An opinion about gold and diamond

posted on Apr 17, 2009 08:20AM

A reminder to the shareholders to keep the faith

I've been following 2 diamond stocks over the last 6 months this one here and HW (Harry Winston ) wich was " supported " by Kinross about a mont ago . Kinross took a participation in HW as was discussed and stated on Kinross and HW hubs, and it's been a very good deal for bth of them so far in my opinion .

The reason i refer to them here is because i finaly see some action with Rockwell even though to my knowledge nothing is goin' on with them .

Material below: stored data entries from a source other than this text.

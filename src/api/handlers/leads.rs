use axum::{
    extract::{Path, Query, State},
    Json,
};
use serde::Deserialize;
use uuid::Uuid;

use crate::{
    api::state::AppState,
    domain::{Lead, LeadStatus},
    error::{AppError, Result},
};

#[derive(Debug, Deserialize)]
pub struct ListLeadsQuery {
    pub limit: Option<i64>,
    pub offset: Option<i64>,
    pub status: Option<LeadStatus>,
}

#[derive(Debug, Deserialize)]
pub struct UpdateLeadStatusRequest {
    pub status: LeadStatus,
}

pub async fn list(
    State(state): State<AppState>,
    Query(params): Query<ListLeadsQuery>,
) -> Result<Json<Vec<Lead>>> {
    let leads = if let Some(status) = params.status {
        state.service_context.lead_repo.list_by_status(status).await?
    } else {
        let limit = params.limit.unwrap_or(50).min(200);
        let offset = params.offset.unwrap_or(0).max(0);
        state.service_context.lead_repo.list(limit, offset).await?
    };

    Ok(Json(leads))
}

pub async fn get(State(state): State<AppState>, Path(id): Path<Uuid>) -> Result<Json<Lead>> {
    let lead = state
        .service_context
        .lead_repo
        .find_by_id(id)
        .await?
        .ok_or_else(|| AppError::NotFound("Lead not found".to_string()))?;

    Ok(Json(lead))
}

pub async fn update_status(
    State(state): State<AppState>,
    Path(id): Path<Uuid>,
    Json(request): Json<UpdateLeadStatusRequest>,
) -> Result<Json<Lead>> {
    // 404 before update so a bad id doesn't read as success.
    state
        .service_context
        .lead_repo
        .find_by_id(id)
        .await?
        .ok_or_else(|| AppError::NotFound("Lead not found".to_string()))?;

    let lead = state
        .service_context
        .lead_repo
        .update_status(id, request.status)
        .await?;

    Ok(Json(lead))
}
use docket::{
    domain::{CreateLeadRequest, LeadChannel, LeadStatus},
    repository::{LeadRepository, SqliteLeadRepository},
};
use sqlx::sqlite::SqlitePoolOptions;
use sqlx::SqlitePool;

async fn test_pool() -> anyhow::Result<SqlitePool> {
    let pool = SqlitePoolOptions::new()
        .max_connections(1)
        .connect(":memory:")
        .await?;

    sqlx::migrate!("./migrations").run(&pool).await?;

    Ok(pool)
}

fn request(name: &str, message: &str) -> CreateLeadRequest {
    CreateLeadRequest {
        channel: LeadChannel::ContactForm,
        name: name.to_string(),
        email: Some("visitor@example.com".to_string()),
        phone: None,
        message: message.to_string(),
        lead_source: None,
        case_type: None,
        urgency: None,
        county: None,
        checkpoint_id: None,
    }
}

#[tokio::test]
async fn test_lead_crud() -> anyhow::Result<()> {
    let pool = test_pool().await?;
    let repo = SqliteLeadRepository::new(pool.clone());

    // Create
    let lead = repo.create(request("Pat Doe", "Arrested for OVI")).await?;
    assert_eq!(lead.name, "Pat Doe");
    assert_eq!(lead.channel, LeadChannel::ContactForm);
    assert_eq!(lead.status, LeadStatus::New);

    // Find by ID
    let found = repo.find_by_id(lead.id).await?;
    assert!(found.is_some());
    assert_eq!(found.unwrap().message, "Arrested for OVI");

    // List
    let leads = repo.list(10, 0).await?;
    assert_eq!(leads.len(), 1);

    // Update status
    let updated = repo.update_status(lead.id, LeadStatus::Contacted).await?;
    assert_eq!(updated.status, LeadStatus::Contacted);

    // List by status
    let contacted = repo.list_by_status(LeadStatus::Contacted).await?;
    assert_eq!(contacted.len(), 1);
    assert!(repo.list_by_status(LeadStatus::New).await?.is_empty());

    // Delete
    repo.delete(lead.id).await?;
    assert!(repo.find_by_id(lead.id).await?.is_none());

    Ok(())
}

#[tokio::test]
async fn test_optional_fields_round_trip() -> anyhow::Result<()> {
    let pool = test_pool().await?;
    let repo = SqliteLeadRepository::new(pool);

    let mut input = request("Chris Doe", "Checkpoint question");
    input.channel = LeadChannel::LeadForm;
    input.email = None;
    input.phone = Some("614-555-0100".to_string());
    input.case_type = Some("ovi".to_string());
    input.urgency = Some("in_custody".to_string());
    input.county = Some("Franklin".to_string());
    input.checkpoint_id = Some("us-33-fishinger".to_string());

    let lead = repo.create(input).await?;
    assert_eq!(lead.channel, LeadChannel::LeadForm);
    assert!(lead.email.is_none());
    assert_eq!(lead.phone.as_deref(), Some("614-555-0100"));
    assert_eq!(lead.case_type.as_deref(), Some("ovi"));
    assert_eq!(lead.urgency.as_deref(), Some("in_custody"));
    assert_eq!(lead.county.as_deref(), Some("Franklin"));
    assert_eq!(lead.checkpoint_id.as_deref(), Some("us-33-fishinger"));

    Ok(())
}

Now let's consider some facts about them

1- Like most in their industry they have shut down operations during the downturn , laying off people ( According to retrenchment notices sent to Solidarity by Rockwell Diamonds, the international diamond company that mines alluvial diamonds in the Northern Cape planned to retrench almost 55 percent of its approximately 640 employees ) see related articles below

2- They have or had a little money (At the end of November the company had cash reserves of C$6.8 million) see related articles below

3- They have or had as of last november something as good as money in store holding a few thousand carats of diamond waiting for prices to increase ( 5619.24 carats as of 2009 ) see related articles below.

As we know the price of gold usualy goes in the opposite direction from the price of diamond , actualy the price of gold is a refuge in times of economic hardship and is a commodoty for the jewl industry . It's use as a refuge is well known and boosts it's value tremendously when those times come and when high inflation shows it's ugly face .

Few people doubt that inflation will hit us in the years to come but in months ahead the market starts thinking that inflation is not to be feared so much as deflation ,so the price of gold should somehow level down until inflation appears on a shorter horizon on the radar .Yet the price of gold should'nt deflate so much since fears about the whole economy and financial problems will remain high for still quite a while even as the stock market inches it's way up . Bearish sentiment will remain strong for quite a while and downturn will surely happen along the way .

But as for the diamond industry even though we can't expect to see it back to where it was in 2007 and 2008 before quite a while , we should nevertheless see some gain over the wedding season while withnessing some M&A through the industry ( Wonder Nyanjowa, Frost & Sullivan metals and mining analyst, said: "Resource prices are likely to pick up at the tail end of the second quarter once the global economic slowdown starts lifting, but not by the substantial margins that will spur increased production." ) see related articles below.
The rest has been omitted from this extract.